TASK INSTRUCTIONS: Where the word "ipinfo" shows up in the entries below, please copy the whole line.

DATA:
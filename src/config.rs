use crate::adapters::outbound::{DEFAULT_PUBLIC_IPV6_URL, DEFAULT_PUBLIC_IP_URL};
use crate::domain::entities::ProviderSpec;
use serde::Deserialize;
use std::time::Duration;

#[derive(Debug, Deserialize, Clone)]
pub struct Config {
    pub listen_addr: String,
    pub debug: bool,

    // Provider chain, in priority order
    pub providers: Vec<String>,
    pub provider_timeout_secs: u64,
    pub ipapi_co_url: Option<String>,
    pub ip_api_com_url: Option<String>,

    // Overall cap on one lookup; None means the sum of provider timeouts
    pub request_timeout_secs: Option<u64>,

    pub public_ip_url: String,
    // None disables IPv6 public address discovery
    pub public_ipv6_url: Option<String>,
    pub ipv6_scope_checks: bool,
}

impl Default for Config {
    fn default() -> Self {
        Self {
            listen_addr: "0.0.0.0:5000".to_string(),
            debug: false,
            providers: vec![
                ProviderSpec::IPAPI_CO.to_string(),
                ProviderSpec::IP_API_COM.to_string(),
            ],
            provider_timeout_secs: 5,
            ipapi_co_url: None,
            ip_api_com_url: None,
            request_timeout_secs: None,
            public_ip_url: DEFAULT_PUBLIC_IP_URL.to_string(),
            public_ipv6_url: Some(DEFAULT_PUBLIC_IPV6_URL.to_string()),
            ipv6_scope_checks: true,
        }
    }
}

/// Provider configuration errors.
#[derive(Debug, Clone, PartialEq, Eq, thiserror::Error)]
pub enum ConfigError {
    #[error("no geolocation providers configured")]
    NoProviders,
    #[error("unknown provider: {0}")]
    UnknownProvider(String),
    #[error("URL template for {provider} has no {{ip}} placeholder")]
    MissingPlaceholder { provider: String },
    #[error("{0} must be greater than zero")]
    ZeroTimeout(&'static str),
}

impl Config {
    pub fn provider_timeout(&self) -> Duration {
        Duration::from_secs(self.provider_timeout_secs)
    }

    pub fn request_timeout(&self) -> Option<Duration> {
        self.request_timeout_secs.map(Duration::from_secs)
    }

    /// Reject timeouts that would fail every lookup before it starts.
    pub fn validate(&self) -> Result<(), ConfigError> {
        if self.provider_timeout_secs == 0 {
            return Err(ConfigError::ZeroTimeout("IPFIND_PROVIDER_TIMEOUT_SECS"));
        }
        if self.request_timeout_secs == Some(0) {
            return Err(ConfigError::ZeroTimeout("IPFIND_REQUEST_TIMEOUT_SECS"));
        }
        Ok(())
    }

    /// Build the ordered provider specs, applying URL overrides.
    pub fn provider_specs(&self) -> Result<Vec<ProviderSpec>, ConfigError> {
        if self.providers.is_empty() {
            return Err(ConfigError::NoProviders);
        }
        self.validate()?;

        self.providers
            .iter()
            .map(|name| {
                let spec = ProviderSpec::builtin(name, self.provider_timeout())
                    .ok_or_else(|| ConfigError::UnknownProvider(name.clone()))?;

                let url_override = match name.as_str() {
                    ProviderSpec::IPAPI_CO => self.ipapi_co_url.as_ref(),
                    ProviderSpec::IP_API_COM => self.ip_api_com_url.as_ref(),
                    _ => None,
                };
                let spec = match url_override {
                    Some(url) => spec.with_url_template(url.clone()),
                    None => spec,
                };

                if !spec.has_placeholder() {
                    return Err(ConfigError::MissingPlaceholder {
                        provider: spec.name,
                    });
                }
                Ok(spec)
            })
            .collect()
    }
}

fn env_flag(key: &str, default: bool) -> bool {
    std::env::var(key)
        .map(|v| v == "1" || v.to_lowercase() == "true")
        .unwrap_or(default)
}

pub fn load_config() -> anyhow::Result<Config> {
    let defaults = Config::default();

    let listen_addr = std::env::var("IPFIND_LISTEN_ADDR")
        .unwrap_or_else(|_| defaults.listen_addr.clone());

    let debug = std::env::var("DEBUG").is_ok();

    let providers = std::env::var("IPFIND_PROVIDERS")
        .map(|v| {
            v.split(',')
                .map(|s| s.trim().to_string())
                .filter(|s| !s.is_empty())
                .collect()
        })
        .unwrap_or_else(|_| defaults.providers.clone());

    let provider_timeout_secs = std::env::var("IPFIND_PROVIDER_TIMEOUT_SECS")
        .unwrap_or_else(|_| "5".to_string())
        .parse()
        .unwrap_or(defaults.provider_timeout_secs);

    let ipapi_co_url = std::env::var("IPFIND_IPAPI_CO_URL").ok();
    let ip_api_com_url = std::env::var("IPFIND_IP_API_COM_URL").ok();

    let request_timeout_secs = std::env::var("IPFIND_REQUEST_TIMEOUT_SECS")
        .ok()
        .and_then(|v| v.parse().ok());

    let public_ip_url = std::env::var("IPFIND_PUBLIC_IP_URL")
        .unwrap_or_else(|_| defaults.public_ip_url.clone());

    // Set but empty turns the IPv6 source off
    let public_ipv6_url = match std::env::var("IPFIND_PUBLIC_IPV6_URL") {
        Ok(url) if url.trim().is_empty() => None,
        Ok(url) => Some(url),
        Err(_) => defaults.public_ipv6_url.clone(),
    };

    let ipv6_scope_checks = env_flag("IPFIND_IPV6_SCOPE_CHECKS", defaults.ipv6_scope_checks);

    let cfg = Config {
        listen_addr,
        debug,
        providers,
        provider_timeout_secs,
        ipapi_co_url,
        ip_api_com_url,
        request_timeout_secs,
        public_ip_url,
        public_ipv6_url,
        ipv6_scope_checks,
    };
    cfg.validate()?;

    Ok(cfg)
}

#[cfg(test)]
#[cfg_attr(coverage_nightly, coverage(off))]
mod tests {
    use super::*;

    // Tests touching the environment take this lock; cargo runs tests in parallel.
    static ENV_LOCK: std::sync::Mutex<()> = std::sync::Mutex::new(());

    fn env_guard() -> std::sync::MutexGuard<'static, ()> {
        ENV_LOCK.lock().unwrap_or_else(|e| e.into_inner())
    }

    #[test]
    fn test_default_config() {
        let cfg = Config::default();
        assert_eq!(cfg.listen_addr, "0.0.0.0:5000");
        assert_eq!(cfg.providers, vec!["ipapi.co", "ip-api.com"]);
        assert_eq!(cfg.provider_timeout(), Duration::from_secs(5));
        assert!(cfg.request_timeout().is_none());
        assert!(cfg.ipv6_scope_checks);
        assert_eq!(cfg.public_ipv6_url.as_deref(), Some("https://api64.ipify.org"));
    }

    #[test]
    fn test_default_provider_specs_in_order() {
        let specs = Config::default().provider_specs().unwrap();
        let names: Vec<_> = specs.iter().map(|s| s.name.as_str()).collect();
        assert_eq!(names, vec!["ipapi.co", "ip-api.com"]);
        assert!(specs.iter().all(|s| s.timeout == Duration::from_secs(5)));
    }

    #[test]
    fn test_provider_specs_reordered() {
        let cfg = Config {
            providers: vec!["ip-api.com".to_string(), "ipapi.co".to_string()],
            ..Config::default()
        };
        let specs = cfg.provider_specs().unwrap();
        assert_eq!(specs[0].name, "ip-api.com");
        assert_eq!(specs[1].name, "ipapi.co");
    }

    #[test]
    fn test_provider_specs_url_override() {
        let cfg = Config {
            ipapi_co_url: Some("http://localhost:9000/{ip}".to_string()),
            ..Config::default()
        };
        let specs = cfg.provider_specs().unwrap();
        assert_eq!(specs[0].url_template, "http://localhost:9000/{ip}");
        assert_eq!(specs[1].url_template, "http://ip-api.com/json/{ip}");
    }

    #[test]
    fn test_provider_specs_missing_placeholder() {
        let cfg = Config {
            ip_api_com_url: Some("http://localhost:9000/json".to_string()),
            ..Config::default()
        };
        assert_eq!(
            cfg.provider_specs(),
            Err(ConfigError::MissingPlaceholder {
                provider: "ip-api.com".to_string()
            })
        );
    }

    #[test]
    fn test_provider_specs_unknown_provider() {
        let cfg = Config {
            providers: vec!["ipinfo.io".to_string()],
            ..Config::default()
        };
        assert_eq!(
            cfg.provider_specs(),
            Err(ConfigError::UnknownProvider("ipinfo.io".to_string()))
        );
    }

    #[test]
    fn test_provider_specs_empty() {
        let cfg = Config {
            providers: vec![],
            ..Config::default()
        };
        assert_eq!(cfg.provider_specs(), Err(ConfigError::NoProviders));
    }

    #[test]
    fn test_load_config_defaults() {
        let _guard = env_guard();
        std::env::remove_var("IPFIND_LISTEN_ADDR");
        std::env::remove_var("IPFIND_PROVIDERS");

        let cfg = load_config().unwrap();
        assert_eq!(cfg.listen_addr, "0.0.0.0:5000");
        assert_eq!(cfg.providers, vec!["ipapi.co", "ip-api.com"]);
    }

    #[test]
    fn test_load_config_with_providers() {
        let _guard = env_guard();
        std::env::set_var("IPFIND_PROVIDERS", " ip-api.com , ,ipapi.co");
        let cfg = load_config().unwrap();
        assert_eq!(cfg.providers, vec!["ip-api.com", "ipapi.co"]);
        std::env::remove_var("IPFIND_PROVIDERS");
    }

    #[test]
    fn test_load_config_with_timeouts() {
        let _guard = env_guard();
        std::env::set_var("IPFIND_PROVIDER_TIMEOUT_SECS", "3");
        std::env::set_var("IPFIND_REQUEST_TIMEOUT_SECS", "7");
        let cfg = load_config().unwrap();
        assert_eq!(cfg.provider_timeout(), Duration::from_secs(3));
        assert_eq!(cfg.request_timeout(), Some(Duration::from_secs(7)));
        std::env::remove_var("IPFIND_PROVIDER_TIMEOUT_SECS");
        std::env::remove_var("IPFIND_REQUEST_TIMEOUT_SECS");
    }

    #[test]
    fn test_load_config_parse_error_uses_default() {
        let _guard = env_guard();
        std::env::set_var("IPFIND_PROVIDER_TIMEOUT_SECS", "not_a_number");
        std::env::set_var("IPFIND_REQUEST_TIMEOUT_SECS", "soon");
        let cfg = load_config().unwrap();
        assert_eq!(cfg.provider_timeout_secs, 5); // default
        assert!(cfg.request_timeout_secs.is_none());
        std::env::remove_var("IPFIND_PROVIDER_TIMEOUT_SECS");
        std::env::remove_var("IPFIND_REQUEST_TIMEOUT_SECS");
    }

    #[test]
    fn test_load_config_ipv6_scope_checks_disabled() {
        let _guard = env_guard();
        std::env::set_var("IPFIND_IPV6_SCOPE_CHECKS", "false");
        let cfg = load_config().unwrap();
        assert!(!cfg.ipv6_scope_checks);
        std::env::remove_var("IPFIND_IPV6_SCOPE_CHECKS");
    }

    #[test]
    fn test_provider_specs_zero_provider_timeout() {
        let cfg = Config {
            provider_timeout_secs: 0,
            ..Config::default()
        };
        assert_eq!(
            cfg.provider_specs(),
            Err(ConfigError::ZeroTimeout("IPFIND_PROVIDER_TIMEOUT_SECS"))
        );
    }

    #[test]
    fn test_provider_specs_zero_request_timeout() {
        let cfg = Config {
            request_timeout_secs: Some(0),
            ..Config::default()
        };
        assert_eq!(
            cfg.provider_specs(),
            Err(ConfigError::ZeroTimeout("IPFIND_REQUEST_TIMEOUT_SECS"))
        );
    }

    #[test]
    fn test_load_config_rejects_zero_provider_timeout() {
        let _guard = env_guard();
        std::env::set_var("IPFIND_PROVIDER_TIMEOUT_SECS", "0");
        let err = load_config().unwrap_err();
        assert!(err.to_string().contains("IPFIND_PROVIDER_TIMEOUT_SECS"));
        std::env::remove_var("IPFIND_PROVIDER_TIMEOUT_SECS");
    }

    #[test]
    fn test_load_config_rejects_zero_request_timeout() {
        let _guard = env_guard();
        std::env::set_var("IPFIND_REQUEST_TIMEOUT_SECS", "0");
        let err = load_config().unwrap_err();
        assert!(err.to_string().contains("IPFIND_REQUEST_TIMEOUT_SECS"));
        std::env::remove_var("IPFIND_REQUEST_TIMEOUT_SECS");
    }

    #[test]
    fn test_load_config_with_urls() {
        let _guard = env_guard();
        std::env::set_var("IPFIND_IPAPI_CO_URL", "http://mirror/{ip}/json/");
        std::env::set_var("IPFIND_PUBLIC_IP_URL", "http://mirror/ip");
        let cfg = load_config().unwrap();
        assert_eq!(cfg.ipapi_co_url.as_deref(), Some("http://mirror/{ip}/json/"));
        assert_eq!(cfg.public_ip_url, "http://mirror/ip");
        std::env::remove_var("IPFIND_IPAPI_CO_URL");
        std::env::remove_var("IPFIND_PUBLIC_IP_URL");
    }

    #[test]
    fn test_load_config_public_ipv6_url() {
        let _guard = env_guard();
        std::env::set_var("IPFIND_PUBLIC_IPV6_URL", "http://mirror/ip6");
        let cfg = load_config().unwrap();
        assert_eq!(cfg.public_ipv6_url.as_deref(), Some("http://mirror/ip6"));

        std::env::set_var("IPFIND_PUBLIC_IPV6_URL", "");
        let cfg = load_config().unwrap();
        assert!(cfg.public_ipv6_url.is_none());

        std::env::remove_var("IPFIND_PUBLIC_IPV6_URL");
        let cfg = load_config().unwrap();
        assert_eq!(cfg.public_ipv6_url.as_deref(), Some("https://api64.ipify.org"));
    }

    #[test]
    fn test_load_config_with_debug() {
        let _guard = env_guard();
        std::env::set_var("DEBUG", "1");
        let cfg = load_config().unwrap();
        assert!(cfg.debug);
        std::env::remove_var("DEBUG");
    }

    #[test]
    fn test_env_flag() {
        let _guard = env_guard();
        std::env::set_var("IPFIND_TEST_FLAG", "TRUE");
        assert!(env_flag("IPFIND_TEST_FLAG", false));
        std::env::set_var("IPFIND_TEST_FLAG", "no");
        assert!(!env_flag("IPFIND_TEST_FLAG", true));
        std::env::remove_var("IPFIND_TEST_FLAG");
        assert!(env_flag("IPFIND_TEST_FLAG", true));
    }
}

THE COMPLETED TASK:
            providers: vec!["ipinfo.io".to_string()],
            Err(ConfigError::UnknownProvider("ipinfo.io".to_string()))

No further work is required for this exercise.